(Collected data entries)
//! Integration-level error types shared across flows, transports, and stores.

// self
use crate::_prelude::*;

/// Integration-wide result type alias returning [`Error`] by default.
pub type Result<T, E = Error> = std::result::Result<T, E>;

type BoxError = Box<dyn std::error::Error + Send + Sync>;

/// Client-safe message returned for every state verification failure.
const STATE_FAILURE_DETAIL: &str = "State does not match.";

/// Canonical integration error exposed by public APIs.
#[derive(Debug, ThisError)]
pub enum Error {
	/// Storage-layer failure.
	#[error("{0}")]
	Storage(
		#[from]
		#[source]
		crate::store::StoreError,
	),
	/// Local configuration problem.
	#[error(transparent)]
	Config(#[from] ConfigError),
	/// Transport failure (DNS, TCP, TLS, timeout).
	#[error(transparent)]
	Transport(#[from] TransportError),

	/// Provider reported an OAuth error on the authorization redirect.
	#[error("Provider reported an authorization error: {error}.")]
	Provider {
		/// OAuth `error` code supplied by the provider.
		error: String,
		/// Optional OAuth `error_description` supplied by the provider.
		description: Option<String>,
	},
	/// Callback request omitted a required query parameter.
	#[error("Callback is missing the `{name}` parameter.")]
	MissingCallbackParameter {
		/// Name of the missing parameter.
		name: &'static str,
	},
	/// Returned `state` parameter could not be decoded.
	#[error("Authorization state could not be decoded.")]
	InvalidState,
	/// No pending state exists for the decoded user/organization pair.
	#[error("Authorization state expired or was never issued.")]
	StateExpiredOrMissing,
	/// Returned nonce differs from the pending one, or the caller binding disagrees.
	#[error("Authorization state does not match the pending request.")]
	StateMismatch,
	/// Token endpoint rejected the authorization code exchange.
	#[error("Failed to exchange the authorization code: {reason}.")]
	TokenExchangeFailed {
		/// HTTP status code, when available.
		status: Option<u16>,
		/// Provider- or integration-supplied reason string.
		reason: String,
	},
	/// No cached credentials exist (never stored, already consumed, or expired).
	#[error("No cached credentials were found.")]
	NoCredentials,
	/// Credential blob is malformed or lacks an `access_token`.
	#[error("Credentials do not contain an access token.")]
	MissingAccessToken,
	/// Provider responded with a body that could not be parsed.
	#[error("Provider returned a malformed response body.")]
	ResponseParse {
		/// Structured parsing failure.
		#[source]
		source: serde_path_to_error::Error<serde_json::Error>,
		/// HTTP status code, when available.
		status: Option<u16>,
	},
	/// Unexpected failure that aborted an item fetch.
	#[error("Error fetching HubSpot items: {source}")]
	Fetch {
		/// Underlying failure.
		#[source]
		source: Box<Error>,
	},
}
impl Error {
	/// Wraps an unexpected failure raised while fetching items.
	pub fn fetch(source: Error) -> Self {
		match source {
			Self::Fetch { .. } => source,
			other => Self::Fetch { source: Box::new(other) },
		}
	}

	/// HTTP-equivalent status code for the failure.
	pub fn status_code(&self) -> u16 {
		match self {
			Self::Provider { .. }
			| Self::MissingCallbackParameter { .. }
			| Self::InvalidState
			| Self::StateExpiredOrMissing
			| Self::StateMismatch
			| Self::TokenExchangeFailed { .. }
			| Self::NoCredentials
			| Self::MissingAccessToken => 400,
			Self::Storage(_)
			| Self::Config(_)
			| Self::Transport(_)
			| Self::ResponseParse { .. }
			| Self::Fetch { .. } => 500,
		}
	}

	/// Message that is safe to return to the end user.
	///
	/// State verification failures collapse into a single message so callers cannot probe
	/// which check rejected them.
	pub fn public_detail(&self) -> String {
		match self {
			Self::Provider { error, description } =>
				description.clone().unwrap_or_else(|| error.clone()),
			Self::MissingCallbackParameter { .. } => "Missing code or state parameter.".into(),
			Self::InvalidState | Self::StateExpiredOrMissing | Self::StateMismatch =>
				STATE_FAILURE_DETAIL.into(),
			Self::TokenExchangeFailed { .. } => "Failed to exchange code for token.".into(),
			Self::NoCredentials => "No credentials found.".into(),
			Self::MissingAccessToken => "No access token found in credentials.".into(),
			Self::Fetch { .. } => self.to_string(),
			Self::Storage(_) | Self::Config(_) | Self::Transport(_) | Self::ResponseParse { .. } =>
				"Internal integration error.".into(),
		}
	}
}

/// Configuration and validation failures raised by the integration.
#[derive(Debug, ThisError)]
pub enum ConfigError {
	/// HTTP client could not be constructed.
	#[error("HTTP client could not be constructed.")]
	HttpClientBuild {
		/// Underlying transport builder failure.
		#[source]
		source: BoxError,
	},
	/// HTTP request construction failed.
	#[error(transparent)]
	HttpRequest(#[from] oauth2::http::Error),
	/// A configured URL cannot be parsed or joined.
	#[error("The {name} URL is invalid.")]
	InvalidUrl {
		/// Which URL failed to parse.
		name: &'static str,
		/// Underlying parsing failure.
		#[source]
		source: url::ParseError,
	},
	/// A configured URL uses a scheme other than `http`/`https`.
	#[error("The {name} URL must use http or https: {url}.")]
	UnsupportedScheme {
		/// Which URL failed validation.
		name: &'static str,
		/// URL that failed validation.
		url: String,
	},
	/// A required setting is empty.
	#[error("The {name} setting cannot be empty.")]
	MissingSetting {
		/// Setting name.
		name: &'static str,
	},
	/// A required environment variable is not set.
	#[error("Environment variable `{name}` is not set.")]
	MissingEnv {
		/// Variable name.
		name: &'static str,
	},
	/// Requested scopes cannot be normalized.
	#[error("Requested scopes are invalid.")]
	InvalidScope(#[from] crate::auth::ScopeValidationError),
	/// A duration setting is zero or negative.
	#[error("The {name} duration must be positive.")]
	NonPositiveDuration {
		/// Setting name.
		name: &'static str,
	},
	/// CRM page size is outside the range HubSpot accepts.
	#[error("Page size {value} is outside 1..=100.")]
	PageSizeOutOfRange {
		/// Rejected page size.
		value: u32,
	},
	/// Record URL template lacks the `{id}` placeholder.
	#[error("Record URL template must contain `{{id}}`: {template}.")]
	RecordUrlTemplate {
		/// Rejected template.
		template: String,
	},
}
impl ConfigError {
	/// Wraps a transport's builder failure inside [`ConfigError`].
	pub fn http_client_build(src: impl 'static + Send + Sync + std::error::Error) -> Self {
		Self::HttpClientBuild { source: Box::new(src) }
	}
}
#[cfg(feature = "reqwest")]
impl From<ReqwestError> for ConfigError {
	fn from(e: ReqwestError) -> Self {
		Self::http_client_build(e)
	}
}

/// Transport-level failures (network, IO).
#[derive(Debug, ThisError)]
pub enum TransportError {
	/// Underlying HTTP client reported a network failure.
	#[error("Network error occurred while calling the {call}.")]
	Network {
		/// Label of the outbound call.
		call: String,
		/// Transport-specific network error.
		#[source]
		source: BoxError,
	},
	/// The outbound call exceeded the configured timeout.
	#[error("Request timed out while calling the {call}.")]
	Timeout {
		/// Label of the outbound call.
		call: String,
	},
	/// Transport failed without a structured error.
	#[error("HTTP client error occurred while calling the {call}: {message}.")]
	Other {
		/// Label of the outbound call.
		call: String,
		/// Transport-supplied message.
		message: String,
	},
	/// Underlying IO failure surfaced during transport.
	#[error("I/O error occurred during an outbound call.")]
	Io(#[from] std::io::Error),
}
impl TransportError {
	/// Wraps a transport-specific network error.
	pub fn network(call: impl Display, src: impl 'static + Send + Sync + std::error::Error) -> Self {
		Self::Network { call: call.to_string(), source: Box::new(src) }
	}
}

# What this task involves
Could you write out all the records exactly, please?

# Written response
//! Integration-level error types shared across flows, transports, and stores.

// self
use crate::_prelude::*;

/// Integration-wide result type alias returning [`Error`] by default.
pub type Result<T, E = Error> = std::result::Result<T, E>;

type BoxError = Box<dyn std::error::Error + Send + Sync>;

/// Client-safe message returned for every state verification failure.
const STATE_FAILURE_DETAIL: &str = "State does not match.";

/// Canonical integration error exposed by public APIs.
#[derive(Debug, ThisError)]
pub enum Error {
	/// Storage-layer failure.
	#[error("{0}")]
	Storage(
		#[from]
		#[source]
		crate::store::StoreError,
	),
	/// Local configuration problem.
	#[error(transparent)]
	Config(#[from] ConfigError),
	/// Transport failure (DNS, TCP, TLS, timeout).
	#[error(transparent)]
	Transport(#[from] TransportError),

	/// Provider reported an OAuth error on the authorization redirect.
	#[error("Provider reported an authorization error: {error}.")]
	Provider {
		/// OAuth `error` code supplied by the provider.
		error: String,
		/// Optional OAuth `error_description` supplied by the provider.
		description: Option<String>,
	},
	/// Callback request omitted a required query parameter.
	#[error("Callback is missing the `{name}` parameter.")]
	MissingCallbackParameter {
		/// Name of the missing parameter.
		name: &'static str,
	},
	/// Returned `state` parameter could not be decoded.
	#[error("Authorization state could not be decoded.")]
	InvalidState,
	/// No pending state exists for the decoded user/organization pair.
	#[error("Authorization state expired or was never issued.")]
	StateExpiredOrMissing,
	/// Returned nonce differs from the pending one, or the caller binding disagrees.
	#[error("Authorization state does not match the pending request.")]
	StateMismatch,
	/// Token endpoint rejected the authorization code exchange.
	#[error("Failed to exchange the authorization code: {reason}.")]
	TokenExchangeFailed {
		/// HTTP status code, when available.
		status: Option<u16>,
		/// Provider- or integration-supplied reason string.
		reason: String,
	},
	/// No cached credentials exist (never stored, already consumed, or expired).
	#[error("No cached credentials were found.")]
	NoCredentials,
	/// Credential blob is malformed or lacks an `access_token`.
	#[error("Credentials do not contain an access token.")]
	MissingAccessToken,
	/// Provider responded with a body that could not be parsed.
	#[error("Provider returned a malformed response body.")]
	ResponseParse {
		/// Structured parsing failure.
		#[source]
		source: serde_path_to_error::Error<serde_json::Error>,
		/// HTTP status code, when available.
		status: Option<u16>,
	},
	/// Unexpected failure that aborted an item fetch.
	#[error("Error fetching HubSpot items: {source}")]
	Fetch {
		/// Underlying failure.
		#[source]
		source: Box<Error>,
	},
}
impl Error {
	/// Wraps an unexpected failure raised while fetching items.
	pub fn fetch(source: Error) -> Self {
		match source {
			Self::Fetch { .. } => source,
			other => Self::Fetch { source: Box::new(other) },
		}
	}

	/// HTTP-equivalent status code for the failure.
	pub fn status_code(&self) -> u16 {
		match self {
			Self::Provider { .. }
			| Self::MissingCallbackParameter { .. }
			| Self::InvalidState
			| Self::StateExpiredOrMissing
			| Self::StateMismatch
			| Self::TokenExchangeFailed { .. }
			| Self::NoCredentials
			| Self::MissingAccessToken => 400,
			Self::Storage(_)
			| Self::Config(_)
			| Self::Transport(_)
			| Self::ResponseParse { .. }
			| Self::Fetch { .. } => 500,
		}
	}

	/// Message that is safe to return to the end user.
	///
	/// State verification failures collapse into a single message so callers cannot probe
	/// which check rejected them.
	pub fn public_detail(&self) -> String {
		match self {
			Self::Provider { error, description } =>
				description.clone().unwrap_or_else(|| error.clone()),
			Self::MissingCallbackParameter { .. } => "Missing code or state parameter.".into(),
			Self::InvalidState | Self::StateExpiredOrMissing | Self::StateMismatch =>
				STATE_FAILURE_DETAIL.into(),
			Self::TokenExchangeFailed { .. } => "Failed to exchange code for token.".into(),
			Self::NoCredentials => "No credentials found.".into(),
			Self::MissingAccessToken => "No access token found in credentials.".into(),
			Self::Fetch { .. } => self.to_string(),
			Self::Storage(_) | Self::Config(_) | Self::Transport(_) | Self::ResponseParse { .. } =>
				"Internal integration error.".into(),
		}
	}
}

/// Configuration and validation failures raised by the integration.
#[derive(Debug, ThisError)]
pub enum ConfigError {
	/// HTTP client could not be constructed.
	#[error("HTTP client could not be constructed.")]
	HttpClientBuild {
		/// Underlying transport builder failure.
		#[source]
		source: BoxError,
	},
	/// HTTP request construction failed.
	#[error(transparent)]
	HttpRequest(#[from] oauth2::http::Error),
	/// A configured URL cannot be parsed or joined.
	#[error("The {name} URL is invalid.")]
	InvalidUrl {
		/// Which URL failed to parse.
		name: &'static str,
		/// Underlying parsing failure.
		#[source]
		source: url::ParseError,
	},
	/// A configured URL uses a scheme other than `http`/`https`.
	#[error("The {name} URL must use http or https: {url}.")]
	UnsupportedScheme {
		/// Which URL failed validation.
		name: &'static str,
		/// URL that failed validation.
		url: String,
	},
	/// A required setting is empty.
	#[error("The {name} setting cannot be empty.")]
	MissingSetting {
		/// Setting name.
		name: &'static str,
	},
	/// A required environment variable is not set.
	#[error("Environment variable `{name}` is not set.")]
	MissingEnv {
		/// Variable name.
		name: &'static str,
	},
	/// Requested scopes cannot be normalized.
	#[error("Requested scopes are invalid.")]
	InvalidScope(#[from] crate::auth::ScopeValidationError),
	/// A duration setting is zero or negative.
	#[error("The {name} duration must be positive.")]
	NonPositiveDuration {
		/// Setting name.
		name: &'static str,
	},
	/// CRM page size is outside the range HubSpot accepts.
	#[error("Page size {value} is outside 1..=100.")]
	PageSizeOutOfRange {
		/// Rejected page size.
		value: u32,
	},
	/// Record URL template lacks the `{id}` placeholder.
	#[error("Record URL template must contain `{{id}}`: {template}.")]
	RecordUrlTemplate {
		/// Rejected template.
		template: String,
	},
}
impl ConfigError {
	/// Wraps a transport's builder failure inside [`ConfigError`].
	pub fn http_client_build(src: impl 'static + Send + Sync + std::error::Error) -> Self {
		Self::HttpClientBuild { source: Box::new(src) }
	}
}
#[cfg(feature = "reqwest")]
impl From<ReqwestError> for ConfigError {
	fn from(e: ReqwestError) -> Self {
		Self::http_client_build(e)
	}
}

/// Transport-level failures (network, IO).
#[derive(Debug, ThisError)]
pub enum TransportError {
	/// Underlying HTTP client reported a network failure.
	#[error("Network error occurred while calling the {call}.")]
	Network {
		/// Label of the outbound call.
		call: String,
		/// Transport-specific network error.
		#[source]
		source: BoxError,
	},
	/// The outbound call exceeded the configured timeout.
	#[error("Request timed out while calling the {call}.")]
	Timeout {
		/// Label of the outbound call.
		call: String,
	},
	/// Transport failed without a structured error.
	#[error("HTTP client error occurred while calling the {call}: {message}.")]
	Other {
		/// Label of the outbound call.
		call: String,
		/// Transport-supplied message.
		message: String,
	},
	/// Underlying IO failure surfaced during transport.
	#[error("I/O error occurred during an outbound call.")]
	Io(#[from] std::io::Error),
}
impl TransportError {
	/// Wraps a transport-specific network error.
	pub fn network(call: impl Display, src: impl 'static + Send + Sync + std::error::Error) -> Self {
		Self::Network { call: call.to_string(), source: Box::new(src) }
	}
}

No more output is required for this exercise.